- [Records to process]

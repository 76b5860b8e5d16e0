//! Tree-sitter based PHP parser
//!
//! Produces the structural class metadata the mappers classify on, standing
//! in for runtime reflection.

pub mod helpers;
pub mod models;
pub mod php;
pub mod routes;

pub use models::*;

use anyhow::{Context, Result};
use std::path::Path;
use tree_sitter::Parser;

const PHP_EXTENSIONS: &[&str] = &["php", "phtml", "php5", "php7", "php8"];

/// Whether a path looks like a PHP source file (Blade templates excluded)
pub fn is_php_source(path: &Path) -> bool {
    let ext = path
        .extension()
        .and_then(|e| e.to_str())
        .unwrap_or_default()
        .to_lowercase();
    if !PHP_EXTENSIONS.contains(&ext.as_str()) {
        return false;
    }
    !path
        .file_name()
        .and_then(|n| n.to_str())
        .map(|n| n.ends_with(".blade.php"))
        .unwrap_or(false)
}

/// PHP parser using tree-sitter
pub struct PhpParser {
    parser: Parser,
}

impl PhpParser {
    /// Create a new parser
    pub fn new() -> Result<Self> {
        let mut parser = Parser::new();
        parser
            .set_language(&tree_sitter_php::LANGUAGE_PHP.into())
            .context("Failed to set language for PHP")?;
        Ok(Self { parser })
    }

    /// Read and parse a file from disk
    pub fn parse_path(&mut self, path: &Path) -> Result<ParsedFile> {
        let content = std::fs::read_to_string(path)
            .with_context(|| format!("Failed to read {}", path.display()))?;
        self.parse_file(path, &content)
    }

    /// Parse file content and extract classes and routes
    pub fn parse_file(&mut self, path: &Path, content: &str) -> Result<ParsedFile> {
        let tree = self
            .parser
            .parse(content, None)
            .context("Failed to parse file")?;

        let root = tree.root_node();
        let mut parsed = ParsedFile {
            path: path.to_string_lossy().to_string(),
            ..Default::default()
        };

        php::extract(&root, content, &mut parsed)?;

        Ok(parsed)
    }
}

- [What you need to do]
Reproduce each line in the listing above that mentions the string "extract".

- [The answer]
    /// Parse file content and extract classes and routes
        php::extract(&root, content, &mut parsed)?;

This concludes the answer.